Facilitating the patients return for vaccination promotes adherence to the schedule by:

  • Explicitly specifying when future doses are due and why.
  • Establishing continuity of care by supporting the patient's return to the office.
  • Creating a commitment to return and reducing barriers to act on favorable intentions to vaccinate.

Evidence base and justification

Making vaccination more accessible by expanding practice hours, allowing walk-in vaccination appointments, and ensuring the next vaccination appointment is scheduled before the patient leaves the office, to name a few examples—supports parents in keeping their child on time for vaccination.
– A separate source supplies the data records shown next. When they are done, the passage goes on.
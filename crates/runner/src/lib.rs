//! Kairos Runner - Repeated Allocation Experiments
//!
//! Drives the engine the way an experimenter would:
//!
//! - **Config**: experiment description loaded from JSON or a built-in preset
//! - **Experiment**: independent trials with derived seeds
//! - **Report**: per-trial total utility with mean, median and a histogram
//!
//! ```text
//!   Scenario / JSON ──► ExperimentConfig ──► Experiment::run
//!                                               │
//!                          trial 0..n ──► Mechanism::run_all_sessions
//!                                               │
//!                                               ▼
//!                                      ExperimentReport
//! ```

pub mod config;
pub mod error;
pub mod experiment;
pub mod report;

pub use config::{ConfigError, ExperimentConfig, Scenario};
pub use error::{ExperimentError, ExperimentResult};
pub use experiment::{Experiment, TrialOutcome, TrialSeeds};
pub use report::{ExperimentReport, Histogram, UtilitySummary};
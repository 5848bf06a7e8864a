//! Currency rules
//!
//! A currency rule is a student's willingness-to-pay test: given the value
//! they would realize (utility, or utility density for per-minute pricing)
//! and the price being asked, does the student pay?

use serde::{Deserialize, Serialize};

/// Admission predicate `(value, price) -> bool`
#[derive(Debug, Clone, Copy, Default, PartialEq, Serialize, Deserialize)]
#[serde(tag = "rule", rename_all = "snake_case")]
pub enum CurrencyRule {
    /// Always willing to pay
    #[default]
    Always,
    /// Pays when the value reaches a fixed threshold, whatever the price
    UtilityAtLeast { threshold: f64 },
    /// Pays when the value clears the price by at least `margin`
    SurplusAtLeast { margin: f64 },
    /// Pays when the value is strictly above the price
    ExceedsPrice,
}

impl CurrencyRule {
    /// Evaluate the rule
    pub fn accepts(&self, value: f64, price: f64) -> bool {
        match *self {
            CurrencyRule::Always => true,
            CurrencyRule::UtilityAtLeast { threshold } => value >= threshold,
            CurrencyRule::SurplusAtLeast { margin } => value >= price + margin,
            CurrencyRule::ExceedsPrice => value > price,
        }
    }
}
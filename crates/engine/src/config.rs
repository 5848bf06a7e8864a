//! Mechanism hyperparameters

use kairos_ports::{MechanismError, MechanismResult};
use serde::{Deserialize, Serialize};

/// Shape of the simulated period
#[derive(Debug, Clone, PartialEq, Serialize, Deserialize)]
#[serde(default)]
pub struct MechanismConfig {
    /// Number of office-hours sessions held
    pub num_sessions: usize,
    /// Most minutes a single student can get in one session
    pub max_allocation: f64,
    /// Minutes available in each session
    pub session_budget: f64,
}

impl Default for MechanismConfig {
    fn default() -> Self {
        Self {
            num_sessions: 14,
            max_allocation: 10.0,
            session_budget: 120.0,
        }
    }
}

impl MechanismConfig {
    pub fn new(num_sessions: usize, max_allocation: f64, session_budget: f64) -> Self {
        Self {
            num_sessions,
            max_allocation,
            session_budget,
        }
    }

    /// Check the budget and cap are usable
    pub fn validate(&self) -> MechanismResult<()> {
        if !(self.session_budget.is_finite() && self.session_budget >= 0.0) {
            return Err(MechanismError::InvalidConfig(format!(
                "session_budget must be finite and non-negative, got {}",
                self.session_budget
            )));
        }
        if !(self.max_allocation.is_finite() && self.max_allocation >= 0.0) {
            return Err(MechanismError::InvalidConfig(format!(
                "max_allocation must be finite and non-negative, got {}",
                self.max_allocation
            )));
        }
        Ok(())
    }
}
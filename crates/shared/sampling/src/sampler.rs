//! Seeded sampler built from a [`DemandModel`]

use kairos_ports::DemandSampler;
use rand::prelude::*;
use rand_distr::{Gamma, StandardNormal};

use crate::error::{SamplingError, SamplingResult};
use crate::model::{DemandModel, ServiceTimeModel, StartModel, UtilityScaleModel};

enum ServiceTime {
    Gamma(Gamma<f64>),
    Fixed(f64),
}

enum UtilityScale {
    FoldedNormal {
        base_mean: f64,
        growth_per_session: f64,
        std_dev: f64,
    },
    Fixed(f64),
}

/// Demand sampler with its own seeded random stream
///
/// Distribution parameters are validated once at construction, so drawing
/// never fails.
pub struct SeededDemandSampler {
    start: StartModel,
    service_time: ServiceTime,
    utility_scale: UtilityScale,
    rng: StdRng,
}

impl SeededDemandSampler {
    /// Create a sampler with the given model and seed
    pub fn new(model: &DemandModel, seed: u64) -> SamplingResult<Self> {
        Self::with_rng(model, StdRng::seed_from_u64(seed))
    }

    fn with_rng(model: &DemandModel, rng: StdRng) -> SamplingResult<Self> {
        let service_time = match model.service_time {
            ServiceTimeModel::Gamma { shape, scale } => {
                let gamma = Gamma::new(shape, scale).map_err(|e| {
                    SamplingError::InvalidParameters {
                        distribution: "gamma",
                        reason: e.to_string(),
                    }
                })?;
                ServiceTime::Gamma(gamma)
            }
            ServiceTimeModel::Fixed { minutes } => {
                if !(minutes.is_finite() && minutes >= 0.0) {
                    return Err(SamplingError::InvalidParameters {
                        distribution: "fixed service time",
                        reason: format!("minutes must be finite and non-negative, got {minutes}"),
                    });
                }
                ServiceTime::Fixed(minutes)
            }
        };

        let utility_scale = match model.utility_scale {
            UtilityScaleModel::FoldedNormal {
                base_mean,
                growth_per_session,
                std_dev,
            } => {
                if !(std_dev.is_finite() && std_dev >= 0.0) {
                    return Err(SamplingError::InvalidParameters {
                        distribution: "folded normal",
                        reason: format!("std_dev must be finite and non-negative, got {std_dev}"),
                    });
                }
                UtilityScale::FoldedNormal {
                    base_mean,
                    growth_per_session,
                    std_dev,
                }
            }
            UtilityScaleModel::Fixed { scale } => UtilityScale::Fixed(scale),
        };

        Ok(Self {
            start: model.start.clone(),
            service_time,
            utility_scale,
            rng,
        })
    }
}

impl DemandSampler for SeededDemandSampler {
    fn start_session(&mut self, num_sessions: usize) -> usize {
        match self.start {
            StartModel::Uniform if num_sessions == 0 => 0,
            StartModel::Uniform => self.rng.gen_range(0..num_sessions),
            StartModel::Fixed { session } => session,
        }
    }

    fn service_time(&mut self) -> f64 {
        match &self.service_time {
            ServiceTime::Gamma(gamma) => gamma.sample(&mut self.rng),
            ServiceTime::Fixed(minutes) => *minutes,
        }
    }

    fn utility_scale(&mut self, session_offset: usize) -> f64 {
        match self.utility_scale {
            UtilityScale::FoldedNormal {
                base_mean,
                growth_per_session,
                std_dev,
            } => {
                let mean = base_mean + growth_per_session * session_offset as f64;
                let z: f64 = self.rng.sample(StandardNormal);
                (mean + std_dev * z).abs()
            }
            UtilityScale::Fixed(scale) => scale,
        }
    }
}
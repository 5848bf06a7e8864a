use kairos_runner::{Experiment, ExperimentConfig, Scenario};

fn print_help() {
    eprintln!(
        r#"Kairos - office-hours allocation mechanism simulator

USAGE:
    kairos [OPTIONS]

OPTIONS:
    --scenario <NAME>   Run a built-in experiment (default: current)
                        current, posted-price, fast-pass, pay-per-minute, optimal
    --config <PATH>     Load the experiment from a JSON file
    --trials <N>        Override the number of trials
    --seed <N>          Override the base seed
    --json              Print the report as JSON
    --help              Print this help message

ENVIRONMENT VARIABLES:
    RUST_LOG            Log level filter (default: info)

EXAMPLES:
    # Posted prices over 100 trials
    kairos --scenario posted-price --trials 100

    # Reproducible run from a config file
    kairos --config experiment.json --seed 42 --json
"#
    );
}

fn parse_number<T: std::str::FromStr>(flag: &str, value: Option<&String>) -> T {
    let Some(value) = value else {
        eprintln!("Error: {} requires a value", flag);
        std::process::exit(1);
    };
    match value.parse() {
        Ok(n) => n,
        Err(_) => {
            eprintln!("Error: {} expects a non-negative integer, got '{}'", flag, value);
            std::process::exit(1);
        }
    }
}

fn main() -> Result<(), Box<dyn std::error::Error>> {
    env_logger::Builder::from_env(env_logger::Env::default().default_filter_or("info")).init();

    // Parse command line arguments
    let args: Vec<String> = std::env::args().collect();
    let mut scenario: Option<Scenario> = None;
    let mut config_path: Option<String> = None;
    let mut trials: Option<usize> = None;
    let mut seed: Option<u64> = None;
    let mut json = false;

    let mut i = 1;
    while i < args.len() {
        match args[i].as_str() {
            "--help" | "-h" => {
                print_help();
                return Ok(());
            }
            "--scenario" | "-s" => {
                i += 1;
                let Some(name) = args.get(i) else {
                    eprintln!("Error: --scenario requires a name");
                    std::process::exit(1);
                };
                scenario = Some(name.parse()?);
            }
            "--config" | "-c" => {
                i += 1;
                let Some(path) = args.get(i) else {
                    eprintln!("Error: --config requires a path argument");
                    std::process::exit(1);
                };
                config_path = Some(path.clone());
            }
            "--trials" | "-n" => {
                i += 1;
                trials = Some(parse_number("--trials", args.get(i)));
            }
            "--seed" => {
                i += 1;
                seed = Some(parse_number("--seed", args.get(i)));
            }
            "--json" => json = true,
            arg => {
                eprintln!("Unknown argument: {}", arg);
                print_help();
                std::process::exit(1);
            }
        }
        i += 1;
    }

    if scenario.is_some() && config_path.is_some() {
        eprintln!("Error: --scenario and --config are mutually exclusive");
        std::process::exit(1);
    }

    let mut config = match config_path {
        Some(path) => {
            log::info!("Loading configuration from: {}", path);
            ExperimentConfig::from_file(&path)?
        }
        None => scenario.unwrap_or(Scenario::Current).config(),
    };
    if let Some(trials) = trials {
        config.trials = trials;
    }
    if seed.is_some() {
        config.seed = seed;
    }

    let report = Experiment::new(config)?.run()?;

    if json {
        println!("{}", report.to_json()?);
    } else {
        print!("{}", report);
    }
    Ok(())
}
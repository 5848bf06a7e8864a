use kairos_core::StudentId;
use thiserror::Error;

/// Errors raised while running a mechanism
#[derive(Error, Debug, Clone, PartialEq)]
pub enum MechanismError {
    #[error("{policy} schedule has {len} entries but session {session} was requested")]
    ScheduleExhausted {
        policy: String,
        session: usize,
        len: usize,
    },

    #[error("non-finite utility {value} for {student} in session {session}")]
    NonFiniteUtility {
        student: StudentId,
        session: usize,
        value: f64,
    },

    #[error("session {session} updated {recorded} of {expected} students")]
    IncompleteSession {
        session: usize,
        expected: usize,
        recorded: usize,
    },

    #[error("all {0} sessions have already run")]
    SessionsExhausted(usize),

    #[error("session {0} failed partway; no further sessions can run")]
    SessionAborted(usize),

    #[error("Invalid configuration: {0}")]
    InvalidConfig(String),
}

pub type MechanismResult<T> = std::result::Result<T, MechanismError>;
Reminder and recall systems also help reduce the likelihood of missed appointments.

  • A 2017 AAP clinical report asserts that making families aware of when vaccines are needed and scheduling follow-up appointments before they leave are crucial steps to increase adolescent vaccination rates.
  • Studies from 2010 and 2016 of seasonal influenza vaccine uptake demonstrated the success of a variation of this 'default vaccination appointment' approach.
  • A 2018 Cochrane review of 75 studies concluded that using reminder and recall systems in primary care settings likely improve vaccination coverage across all age groups.

Examples of strategy implementation activities

Conduct routine training on current ACIP-recommended immunization schedules to inform when to schedule patients for subsequent visits.

Maintain accurate patient contact information by verifying and updating patient contact information at each appointment to support scheduling and reminder and recall efforts.

Take action to prevent missed opportunities by routinely generating lists of patients that have upcoming appointments using various technologies via EHR, IIS-based, or scheduling software platforms; screening patients for vaccination eligibility at each visit regardless of the type of visit (e.g., sick visit, well-child, sports physicals, etc.); and maintaining accurate vaccination records.

Use effective scheduling protocol by scheduling the next appointment (e.g., well-child visit, nurse-only, etc.) before the patient leaves the office, either in the exam room or at check-out; scheduling the next vaccination visit and the next well-child visit to occur the same day whenever possible; offering various types of appointments (e.g., nurse-only appointments, vaccination-only clinic days, etc.) where vaccinations can occur.

Inform parents of future vaccine dates by giving parents a copy of their current immunization record and a list of future recommended vaccines with precise due dates.

Implement reminder and recall systems using multiple methods (e.g., text messages, portal mes- sages, e-mails, postcards, phone calls, etc.) to remind patients of upcoming appointments.

Track no-shows and canceled appointments and contact those patients within the same week to reschedule.